_Work to complete:_ Tell how many lines of the entries below include the string "other". Respond with the number alone.

Dataset entries
Segment Open

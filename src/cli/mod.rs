//! # CLI Module
//!
//! Command-line entry points for the `crudhook` binary.
//!
//! ## Commands
//!
//! ### `serve`
//!
//! Load `config.yml` and every schema under the resources directory of a service
//! root, then serve the generated endpoints until SIGINT or SIGTERM:
//!
//! ```bash
//! crudhook serve --root ./demos
//! crudhook serve --root ./demos --addr 127.0.0.1:3000
//! ```
//!
//! ### `routes`
//!
//! Print the wired route table without starting a server:
//!
//! ```bash
//! crudhook routes --root ./demos
//! ```

mod commands;

#[cfg(test)]
mod tests;

pub use commands::{run_cli, serve, Cli, Commands};
//! # Store Module
//!
//! The persistence collaborator. The controller only ever talks to a
//! [`Persistence`] implementation; [`MemoryStore`] is the backend shipped with the
//! service.
//!
//! Every call is synchronous and attempted once. Calls run on the request's
//! coroutine, so a backend doing blocking I/O should use `may`'s primitives to
//! yield rather than park the worker thread.

mod memory;

pub use memory::MemoryStore;

use serde_json::Value;
use thiserror::Error;

use crate::coerce::LookupKey;

/// Failure reported by a persistence backend.
#[derive(Debug, Clone, PartialEq, Error)]
pub enum StoreError {
    /// The backend rejected or failed the operation.
    #[error("{0}")]
    Backend(String),

    /// A write payload was not a JSON object.
    #[error("payload must be a JSON object, got {0}")]
    InvalidPayload(&'static str),

    /// The record handed to an update or remove no longer exists.
    #[error("record no longer present in {0}")]
    Missing(String),

    /// A new record's identity is already stored.
    #[error("record with the same identity already exists in {0}")]
    Duplicate(String),

    /// A lock guarding the backend was poisoned by a panicking writer.
    #[error("store lock poisoned")]
    Poisoned,
}

impl StoreError {
    pub fn backend(message: impl Into<String>) -> Self {
        StoreError::Backend(message.into())
    }

    /// Opaque details forwarded in the `details` field of the error body.
    #[must_use]
    pub fn details(&self) -> Option<Value> {
        match self {
            StoreError::Backend(message) => Some(Value::String(message.clone())),
            StoreError::InvalidPayload(_)
            | StoreError::Missing(_)
            | StoreError::Duplicate(_)
            | StoreError::Poisoned => None,
        }
    }
}

/// Storage operations a resource controller needs.
///
/// `find_one` returns `Ok(None)` on a miss; only real failures are errors.
pub trait Persistence: Send + Sync {
    /// Up to `limit` records in storage order.
    fn list(&self, limit: usize) -> Result<Vec<Value>, StoreError>;

    fn find_one(&self, key: &LookupKey) -> Result<Option<Value>, StoreError>;

    /// Insert a new record and return it as stored.
    fn create(&self, payload: &Value) -> Result<Value, StoreError>;

    /// Insert or fully replace the record identified by the payload's key fields.
    fn upsert(&self, payload: &Value) -> Result<Value, StoreError>;

    /// Merge `payload` into an existing `record` and return the result.
    fn apply_partial(&self, record: &Value, payload: &Value) -> Result<Value, StoreError>;

    /// Remove `record`.
    fn remove(&self, record: &Value) -> Result<(), StoreError>;
}

/// Short JSON type name used in error messages.
pub(crate) fn json_type(value: &Value) -> &'static str {
    match value {
        Value::Null => "null",
        Value::Bool(_) => "boolean",
        Value::Number(_) => "number",
        Value::String(_) => "string",
        Value::Array(_) => "array",
        Value::Object(_) => "object",
    }
}
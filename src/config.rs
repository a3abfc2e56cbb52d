//! # Configuration
//!
//! Service settings come from `config.yml` in the service root. A missing file is
//! not an error: every field has a default. A few values can be overridden from the
//! environment so containers can be configured without editing the file.
//!
//! ```yaml
//! server:
//!   host: 0.0.0.0
//!   port: 8080
//! resources: resources     # schema directory, relative to the service root
//! list_limit: 100
//! coercion:
//!   strict_numbers: false  # reject unparseable numeric path params with 400
//! ```
//!
//! | Variable | Overrides |
//! |----------|-----------|
//! | `CRUDHOOK_HOST` | `server.host` |
//! | `CRUDHOOK_PORT` | `server.port` |
//! | `CRUDHOOK_STACK_SIZE` | coroutine stack size (decimal or `0x` hex) |

use anyhow::{Context, Result};
use serde::Deserialize;
use std::env;
use std::path::{Path, PathBuf};
use tracing::{debug, info, warn};

use crate::controller::DEFAULT_LIST_LIMIT;

/// File name looked up in the service root.
pub const CONFIG_FILE: &str = "config.yml";

/// Default coroutine stack size (16 KB).
pub const DEFAULT_STACK_SIZE: usize = 0x4000;

#[derive(Debug, Clone, PartialEq, Eq, Deserialize)]
#[serde(default)]
pub struct ServerConfig {
    pub host: String,
    pub port: u16,
}

impl Default for ServerConfig {
    fn default() -> Self {
        Self {
            host: "0.0.0.0".to_string(),
            port: 8080,
        }
    }
}

#[derive(Debug, Clone, Default, PartialEq, Eq, Deserialize)]
#[serde(default)]
pub struct CoercionConfig {
    pub strict_numbers: bool,
}

#[derive(Debug, Clone, PartialEq, Eq, Deserialize)]
#[serde(default)]
pub struct AppConfig {
    pub server: ServerConfig,
    /// Schema directory; relative paths resolve against the service root.
    pub resources: PathBuf,
    pub list_limit: usize,
    pub coercion: CoercionConfig,
}

impl Default for AppConfig {
    fn default() -> Self {
        Self {
            server: ServerConfig::default(),
            resources: PathBuf::from("resources"),
            list_limit: DEFAULT_LIST_LIMIT,
            coercion: CoercionConfig::default(),
        }
    }
}

impl AppConfig {
    /// Parse a YAML document. An empty document yields the defaults.
    pub fn from_yaml(yaml: &str) -> Result<Self> {
        if yaml.trim().is_empty() {
            return Ok(Self::default());
        }
        serde_yaml::from_str(yaml).context("Failed to parse service config")
    }

    /// Load `config.yml` from `root` (defaults when absent) and apply env overrides.
    pub fn load(root: &Path) -> Result<Self> {
        let path = root.join(CONFIG_FILE);
        let mut config = if path.exists() {
            let contents = std::fs::read_to_string(&path)
                .with_context(|| format!("Failed to read config: {}", path.display()))?;
            let config = Self::from_yaml(&contents)
                .with_context(|| format!("Invalid config: {}", path.display()))?;
            info!(path = %path.display(), "Config loaded");
            config
        } else {
            debug!(path = %path.display(), "No config file, using defaults");
            Self::default()
        };
        config.apply_overrides(|key| env::var(key).ok());
        Ok(config)
    }

    /// Apply `CRUDHOOK_HOST` / `CRUDHOOK_PORT` through `lookup`.
    pub fn apply_overrides<F>(&mut self, lookup: F)
    where
        F: Fn(&str) -> Option<String>,
    {
        if let Some(host) = lookup("CRUDHOOK_HOST").filter(|h| !h.trim().is_empty()) {
            self.server.host = host.trim().to_string();
        }
        if let Some(raw) = lookup("CRUDHOOK_PORT") {
            match raw.trim().parse::<u16>() {
                Ok(port) => self.server.port = port,
                Err(_) => warn!(value = %raw, "Ignoring invalid CRUDHOOK_PORT"),
            }
        }
    }

    /// Schema directory resolved against `root`.
    #[must_use]
    pub fn resources_dir(&self, root: &Path) -> PathBuf {
        if self.resources.is_absolute() {
            self.resources.clone()
        } else {
            root.join(&self.resources)
        }
    }

    #[must_use]
    pub fn bind_addr(&self) -> String {
        format!("{}:{}", self.server.host, self.server.port)
    }
}

/// Coroutine runtime settings read from the environment.
#[derive(Debug, Clone, Copy, PartialEq, Eq)]
pub struct RuntimeConfig {
    /// Stack size for request coroutines in bytes
    pub stack_size: usize,
}

impl Default for RuntimeConfig {
    fn default() -> Self {
        Self {
            stack_size: DEFAULT_STACK_SIZE,
        }
    }
}

impl RuntimeConfig {
    pub fn from_env() -> Self {
        Self {
            stack_size: env::var("CRUDHOOK_STACK_SIZE")
                .ok()
                .and_then(|v| parse_stack_size(&v))
                .unwrap_or(DEFAULT_STACK_SIZE),
        }
    }

    /// Configure `may` for this process. Call once before the server starts.
    pub fn apply(&self) {
        may::config().set_stack_size(self.stack_size);
        info!(stack_size = self.stack_size, "Coroutine runtime configured");
    }
}

/// Parse `16384` or `0x4000`.
fn parse_stack_size(raw: &str) -> Option<usize> {
    let raw = raw.trim();
    match raw.strip_prefix("0x").or_else(|| raw.strip_prefix("0X")) {
        Some(hex) => usize::from_str_radix(hex, 16).ok(),
        None => raw.parse().ok(),
    }
}
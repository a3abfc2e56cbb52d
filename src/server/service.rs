use http::Method;
use may_minihttp::{HttpService, Request, Response};
use serde_json::json;
use std::io;
use std::panic::{catch_unwind, AssertUnwindSafe};
use std::sync::Arc;
use std::time::Instant;
use tracing::{error, info, warn};

use super::request::{parse_request, ParsedRequest};
use super::response::write_handler_response;
use crate::app::App;
use crate::context::{HandlerResponse, RequestContext, ResponseSink};
use crate::error::ErrorBody;
use crate::ids::{RequestId, REQUEST_ID_HEADER};
use crate::router::Router;
use crate::wire;

/// Path of the liveness endpoint.
pub const HEALTH_PATH: &str = "/health";

/// `may_minihttp` service serving every wired resource.
///
/// Cloned once per connection; clones share the application and router.
#[derive(Clone)]
pub struct AppService {
    app: Arc<App>,
    router: Arc<Router>,
}

impl AppService {
    #[must_use]
    pub fn new(app: App) -> Self {
        let router = Arc::new(app.router());
        Self {
            app: Arc::new(app),
            router,
        }
    }

    #[must_use]
    pub fn app(&self) -> &App {
        &self.app
    }

    #[must_use]
    pub fn router(&self) -> &Router {
        &self.router
    }

    /// Produce the single response for one parsed request.
    pub fn handle(&self, req: ParsedRequest) -> HandlerResponse {
        let request_id = RequestId::from_header_or_new(
            req.headers.get(REQUEST_ID_HEADER).map(String::as_str),
        );
        let started = Instant::now();
        let response = self.dispatch(req, request_id);
        info!(
            request_id = %request_id,
            status = response.status,
            duration_us = started.elapsed().as_micros(),
            "Request completed"
        );
        response
    }

    fn dispatch(&self, req: ParsedRequest, request_id: RequestId) -> HandlerResponse {
        if req.method == "GET" && req.path == HEALTH_PATH {
            return health_response();
        }

        let Some((method, route_match)) = Method::from_bytes(req.method.as_bytes())
            .ok()
            .and_then(|m| self.router.route(&m, &req.path).map(|r| (m, r)))
        else {
            return error_response(
                404,
                ErrorBody::new("notfound", format!("No route for {} {}", req.method, req.path)),
            );
        };

        if let Some(reason) = req.body_error {
            warn!(request_id = %request_id, error = %reason, "Request body is not valid JSON");
            return error_response(400, ErrorBody::new("invalidbody", reason));
        }

        let route = route_match.route;
        let Some(controller) = self.app.collection(&route.resource) else {
            error!(
                request_id = %request_id,
                resource = %route.resource,
                "Route refers to an unregistered resource"
            );
            return error_response(500, ErrorBody::new("internal", "Resource not registered"));
        };

        let mut ctx = RequestContext::new(&route.resource, method, &req.path)
            .with_request_id(request_id);
        ctx.path_params = route_match.path_params;
        ctx.query_params = req.query_params;
        ctx.headers = req.headers;
        ctx.body = req.body;

        let mut sink = ResponseSink::new();
        let outcome = catch_unwind(AssertUnwindSafe(|| {
            wire::invoke(controller, route.operation, &mut ctx, &mut sink)
        }));

        match outcome {
            Ok(Ok(())) => sink.into_response().unwrap_or_else(|| {
                error!(
                    request_id = %request_id,
                    resource = %route.resource,
                    operation = %route.operation,
                    "Operation finished without a response"
                );
                error_response(500, ErrorBody::new("internal", "No response produced"))
            }),
            Ok(Err(err)) => match sink.into_response() {
                // A response already went out; the error was a rejected second send.
                Some(first) => {
                    error!(request_id = %request_id, error = %err, "Error after response was sent");
                    first
                }
                None => {
                    let status = err.status();
                    if status >= 500 {
                        error!(request_id = %request_id, status, error = %err, "Request failed");
                    } else {
                        info!(request_id = %request_id, status, error = %err, "Request rejected");
                    }
                    error_response(status, err.body())
                }
            },
            Err(panic) => {
                let panic_message = panic
                    .downcast_ref::<&str>()
                    .map(|s| (*s).to_string())
                    .or_else(|| panic.downcast_ref::<String>().cloned())
                    .unwrap_or_else(|| "unknown panic".to_string());
                error!(
                    request_id = %request_id,
                    resource = %route.resource,
                    operation = %route.operation,
                    panic_message = %panic_message,
                    "Listener or operation panicked"
                );
                error_response(500, ErrorBody::new("internal", "Internal server error"))
            }
        }
    }
}

/// `{ "status": "ok" }`
#[must_use]
pub fn health_response() -> HandlerResponse {
    HandlerResponse::json(200, json!({ "status": "ok" }))
}

fn error_response(status: u16, body: ErrorBody) -> HandlerResponse {
    HandlerResponse::json(status, body.into_value())
}

impl HttpService for AppService {
    fn call(&mut self, req: Request, res: &mut Response) -> io::Result<()> {
        let response = self.handle(parse_request(req));
        write_handler_response(res, &response);
        Ok(())
    }
}
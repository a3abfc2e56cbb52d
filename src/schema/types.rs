use serde::{Deserialize, Deserializer};
use serde_json::Value;

/// Declared kind of a resource property.
///
/// The set is closed: adding a kind means adding a variant here and handling it in
/// every exhaustive match ([`PropertyKind::is_numeric`], [`PropertyKind::storage_type`],
/// and the parameter coercer).
#[derive(Debug, Clone, Copy, PartialEq, Eq, Hash, Deserialize)]
#[serde(rename_all = "lowercase")]
pub enum PropertyKind {
    Id,
    String,
    Text,
    Date,
    #[serde(alias = "int", alias = "integer")]
    Number,
    Float,
    Boolean,
    Email,
}

/// Column type a property is stored as by the persistence layer.
#[derive(Debug, Clone, Copy, PartialEq, Eq)]
pub enum StorageType {
    Number,
    String,
    Text,
    Date,
    Boolean,
}

impl PropertyKind {
    #[must_use]
    pub fn is_numeric(self) -> bool {
        match self {
            PropertyKind::Id | PropertyKind::Number | PropertyKind::Float => true,
            PropertyKind::String
            | PropertyKind::Text
            | PropertyKind::Date
            | PropertyKind::Boolean
            | PropertyKind::Email => false,
        }
    }

    #[must_use]
    pub fn storage_type(self) -> StorageType {
        match self {
            PropertyKind::Id | PropertyKind::Number | PropertyKind::Float => StorageType::Number,
            PropertyKind::String | PropertyKind::Email => StorageType::String,
            PropertyKind::Text => StorageType::Text,
            PropertyKind::Date => StorageType::Date,
            PropertyKind::Boolean => StorageType::Boolean,
        }
    }

    #[must_use]
    pub fn as_str(self) -> &'static str {
        match self {
            PropertyKind::Id => "id",
            PropertyKind::String => "string",
            PropertyKind::Text => "text",
            PropertyKind::Date => "date",
            PropertyKind::Number => "number",
            PropertyKind::Float => "float",
            PropertyKind::Boolean => "boolean",
            PropertyKind::Email => "email",
        }
    }
}

impl std::fmt::Display for PropertyKind {
    fn fmt(&self, f: &mut std::fmt::Formatter<'_>) -> std::fmt::Result {
        f.write_str(self.as_str())
    }
}

/// Declaration of a single property inside a resource schema.
#[derive(Debug, Clone, PartialEq, Deserialize)]
pub struct PropertyDescriptor {
    #[serde(rename = "type")]
    pub kind: PropertyKind,
    /// Maximum length; schema files may write it as a number or a numeric string.
    #[serde(default, deserialize_with = "deserialize_length")]
    pub length: Option<u32>,
    #[serde(default)]
    pub index: bool,
    #[serde(default)]
    pub default: Option<Value>,
}

impl PropertyDescriptor {
    #[must_use]
    pub fn new(kind: PropertyKind) -> Self {
        Self {
            kind,
            length: None,
            index: false,
            default: None,
        }
    }

    #[must_use]
    pub fn with_default(mut self, default: Value) -> Self {
        self.default = Some(default);
        self
    }

    #[must_use]
    pub fn with_length(mut self, length: u32) -> Self {
        self.length = Some(length);
        self
    }

    #[must_use]
    pub fn indexed(mut self) -> Self {
        self.index = true;
        self
    }
}

fn deserialize_length<'de, D>(deserializer: D) -> Result<Option<u32>, D::Error>
where
    D: Deserializer<'de>,
{
    let raw = Option::<Value>::deserialize(deserializer)?;
    match raw {
        None | Some(Value::Null) => Ok(None),
        Some(Value::Number(n)) => n
            .as_u64()
            .and_then(|n| u32::try_from(n).ok())
            .map(Some)
            .ok_or_else(|| serde::de::Error::custom(format!("invalid length {n}"))),
        Some(Value::String(s)) => s
            .trim()
            .parse::<u32>()
            .map(Some)
            .map_err(|_| serde::de::Error::custom(format!("invalid length {s:?}"))),
        Some(other) => Err(serde::de::Error::custom(format!(
            "invalid length {other}"
        ))),
    }
}

/// A named property, kept in declaration order.
#[derive(Debug, Clone, PartialEq)]
pub struct Property {
    pub name: String,
    pub descriptor: PropertyDescriptor,
}

/// Typed description of one resource: its name, the two URIs it is served on,
/// and its ordered property declarations.
#[derive(Debug, Clone, PartialEq)]
pub struct SchemaModel {
    /// Unique resource name (e.g. `widgets`).
    pub name: String,
    /// Storage table/collection name.
    pub table: String,
    /// Collection URI (e.g. `/widgets`).
    pub collection_uri: String,
    /// Resource URI template (e.g. `/widgets/{id}`).
    pub resource_uri: String,
    properties: Vec<Property>,
}

impl SchemaModel {
    /// Build a schema with the conventional URIs `/<name>` and `/<name>/{id}`.
    #[must_use]
    pub fn new(name: &str) -> Self {
        let collection_uri = format!("/{name}");
        let resource_uri = format!("{collection_uri}/{{id}}");
        Self {
            name: name.to_string(),
            table: name.to_string(),
            collection_uri,
            resource_uri,
            properties: Vec::new(),
        }
    }

    #[must_use]
    pub fn with_uris(mut self, collection_uri: &str, resource_uri: &str) -> Self {
        self.collection_uri = normalize_uri(collection_uri);
        self.resource_uri = normalize_uri(resource_uri);
        self
    }

    #[must_use]
    pub fn with_table(mut self, table: &str) -> Self {
        self.table = table.to_string();
        self
    }

    /// Append a property. Redeclaring a name replaces the earlier descriptor in place.
    #[must_use]
    pub fn property(mut self, name: &str, descriptor: PropertyDescriptor) -> Self {
        self.insert_property(name, descriptor);
        self
    }

    pub(crate) fn insert_property(&mut self, name: &str, descriptor: PropertyDescriptor) {
        if let Some(existing) = self.properties.iter_mut().find(|p| p.name == name) {
            existing.descriptor = descriptor;
        } else {
            self.properties.push(Property {
                name: name.to_string(),
                descriptor,
            });
        }
    }

    #[must_use]
    pub fn properties(&self) -> &[Property] {
        &self.properties
    }

    #[must_use]
    pub fn descriptor(&self, name: &str) -> Option<&PropertyDescriptor> {
        self.properties
            .iter()
            .find(|p| p.name == name)
            .map(|p| &p.descriptor)
    }

    /// Name of the first `id`-kind property, if any.
    #[must_use]
    pub fn id_property(&self) -> Option<&str> {
        self.properties
            .iter()
            .find(|p| p.descriptor.kind == PropertyKind::Id)
            .map(|p| p.name.as_str())
    }

    /// Parameter names appearing in the resource URI template, in order.
    #[must_use]
    pub fn key_params(&self) -> Vec<&str> {
        template_params(&self.resource_uri)
    }
}

/// Extract `{param}` names from a URI template.
#[must_use]
pub fn template_params(template: &str) -> Vec<&str> {
    template
        .split('/')
        .filter_map(|segment| {
            segment
                .strip_prefix('{')
                .and_then(|s| s.strip_suffix('}'))
        })
        .collect()
}

/// Rewrite `:param` segments into `{param}` form and ensure a leading slash.
#[must_use]
pub fn normalize_uri(uri: &str) -> String {
    let trimmed = uri.trim();
    let segments: Vec<String> = trimmed
        .trim_start_matches('/')
        .split('/')
        .filter(|s| !s.is_empty())
        .map(|segment| match segment.strip_prefix(':') {
            Some(param) => format!("{{{param}}}"),
            None => segment.to_string(),
        })
        .collect();
    format!("/{}", segments.join("/"))
}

Segment Closed

_Result of the exercise:_ 2